After working as a bank clerk in Paris, he became friends with many avant-garde artists, including Picasso, Georges Braque, Henri Rousseau and Marcel Duchamp. He became, what one critic called, “an agitator for art, writing with boundless enthusiasm in favour of the works of the coming generation”.
He published fiction and poetry, and edited a number of avant-garde literary journals, in which he championed the work of artists and writers, including Braque, Giorgio de Chirico, Marie Laurencin (with whom he had a love affair), Picasso and Gertrude Stein:
Apollinaire exhorted Henri Matisse, at a time when his work was being condemned as “a pot of paint flung in the public’s face” – “People look at you and see a monster when there is, in fact, a miracle”…
He discovered Henri Rousseau [ …] and was among the first to publicise and celebrate the work, and verve, of Marinetti and his Futurists. He arranged the first ever solo exhibition of the magical Russian folk-painter Marc Chagall. His first books of verse were illustrated with woodcuts by the Fauvists Andre Derain and Raoul Dufy. He acted as a mentor to Blaise Cendrars and Marcel Duchamp…
And there was his erotic fiction: The Cheap Little Hole, The 11,000 Rods or The Amorous Adventures of Prince Mony Vibescu, Memoirs of a Young Rakehell and The Debauched Hospodar (sample: “as soon as she had let go of his balls the prince hurled himself upon her”). In Les exploits d’un jeune Don Juan (The Exploits of a Young Don Juan, 1911), a 15-year-old impregnates three women, one of them his own aunt.
In 1913 the writer published the punctuation-free book Alcools, his first major collection of poetry, with Picasso’s Portrait of Guillaume Apollinaire reproduced as a frontispiece.
(An avid advocate of the young Picasso in Paris, Apollinaire received dozens of the artist’s works as gifts.)

Alcools – with a portrait of the writer by Pablo Picasso
In 1914, he joined the military and fought for France in World War 1. His war ended in 1916 when shrapnel wounded his temple.
It was during his recovery that he coined the term “sur-realism” in the programme notes for Jean Cocteau’s and Erik Satie’s ballet Parade.

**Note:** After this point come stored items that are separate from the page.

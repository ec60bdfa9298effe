//! # Transactions
//!
//! A transaction moves `amount` cinder from one peer address to another.
//! Addresses are `"ip:port"` strings: on a LAN network the transport
//! endpoint *is* the identity, and the signature binds that identity to
//! a P-256 key announced at join time.
//!
//! ## Canonical form
//!
//! Hashing and signing operate on the canonical JSON of the transaction
//! with the `signature` field blanked: stable key order (`from`, `to`,
//! `amount`, `signature`), no whitespace, integers without trailing
//! decimals. Serializing the struct directly gives exactly this, so the
//! canonical form is the serializer output rather than a second
//! hand-rolled encoding.

pub mod signing;

use serde::{Deserialize, Serialize};

pub use signing::{sign_transaction, verify_transaction};

/// A single currency movement between two peer addresses.
#[derive(Clone, Debug, Default, PartialEq, Eq, Serialize, Deserialize)]
pub struct Transaction {
    /// Sender address, `"ip:port"`.
    pub from: String,
    /// Recipient address, `"ip:port"`.
    pub to: String,
    /// Non-negative amount of cinder moved.
    pub amount: u64,
    /// Hex-encoded ASN.1 DER signature of the sender over
    /// [`canonical_json`](Self::canonical_json). Empty until signed;
    /// coordinator reward transactions stay unsigned.
    #[serde(default)]
    pub signature: String,
}

impl Transaction {
    /// Build an unsigned transaction.
    pub fn new(from: impl Into<String>, to: impl Into<String>, amount: u64) -> Self {
        Self {
            from: from.into(),
            to: to.into(),
            amount,
            signature: String::new(),
        }
    }

    /// The canonical JSON used for signing and verification: this
    /// transaction with `signature` blanked.
    pub fn canonical_json(&self) -> String {
        let unsigned = Self {
            signature: String::new(),
            ..self.clone()
        };
        // Struct-to-JSON of known-serializable fields cannot fail.
        serde_json::to_string(&unsigned).unwrap_or_default()
    }

    /// Canonical bytes for the signer.
    pub fn signable_bytes(&self) -> Vec<u8> {
        self.canonical_json().into_bytes()
    }

    /// Whether a signature is attached (not whether it verifies).
    pub fn is_signed(&self) -> bool {
        !self.signature.is_empty()
    }
}

#[cfg(test)]
mod tests {
    use super::*;

    #[test]
    fn canonical_json_is_stable_and_compact() {
        let tx = Transaction::new("127.0.0.1:4000", "127.0.0.1:5000", 3);
        let canonical = tx.canonical_json();
        assert_eq!(
            canonical,
            r#"{"from":"127.0.0.1:4000","to":"127.0.0.1:5000","amount":3,"signature":""}"#
        );
    }

    #[test]
    fn canonical_json_ignores_attached_signature() {
        let mut tx = Transaction::new("a:1", "b:2", 7);
        let before = tx.canonical_json();
        tx.signature = "deadbeef".into();
        assert_eq!(before, tx.canonical_json());
    }

    #[test]
    fn missing_signature_field_deserializes_empty() {
        // The HTTP intake and reward path produce unsigned transactions.
        let tx: Transaction =
            serde_json::from_str(r#"{"from":"a:1","to":"b:2","amount":5}"#).unwrap();
        assert!(!tx.is_signed());
        assert_eq!(tx.amount, 5);
    }

    #[test]
    fn negative_amount_rejected_by_codec() {
        let err = serde_json::from_str::<Transaction>(r#"{"from":"a:1","to":"b:2","amount":-4}"#);
        assert!(err.is_err());
    }
}
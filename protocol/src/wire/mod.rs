//! # Wire Format
//!
//! JSON envelopes carried in UDP datagrams. An envelope names its
//! sender, a command from the closed protocol set, and an optional
//! payload whose concrete type is recovered by key presence rather
//! than an explicit tag (see [`payload`]).

pub mod message;
pub mod payload;

pub use message::{decode, encode, CodecError, Command, Message, Origin, PeerAddress};
pub use payload::{CandidateBlock, ChainCopy, LotteryEntry, Payload, PeerChains, PublicKeyData};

He also coined the term “cubism” in his preface to the catalogue for the 8th salon of the cercle d’art, Les Indépendants in Brussels in 1911, and was one of the first critics to define the foundations of Cubism in his essay Les peintres cubistes (The Cubist Painters, 1913).
In 1917 he delivered the lecture “L’esprit nouveau et les poetes”, a manifesto for art in which he called for total invention and full surrender to inspiration.
Shortly before Apollinaire died of Spanish flu in 1918, author Jacques Vache wrote to Andre Breton, the leader of the Surrealist movement: “[Apollinaire] marks an epoch. The beautiful things we can do now!”

Photograph of Guillaume Apollinaire soldier in spring 1916 after his shrapnel wound to the temple.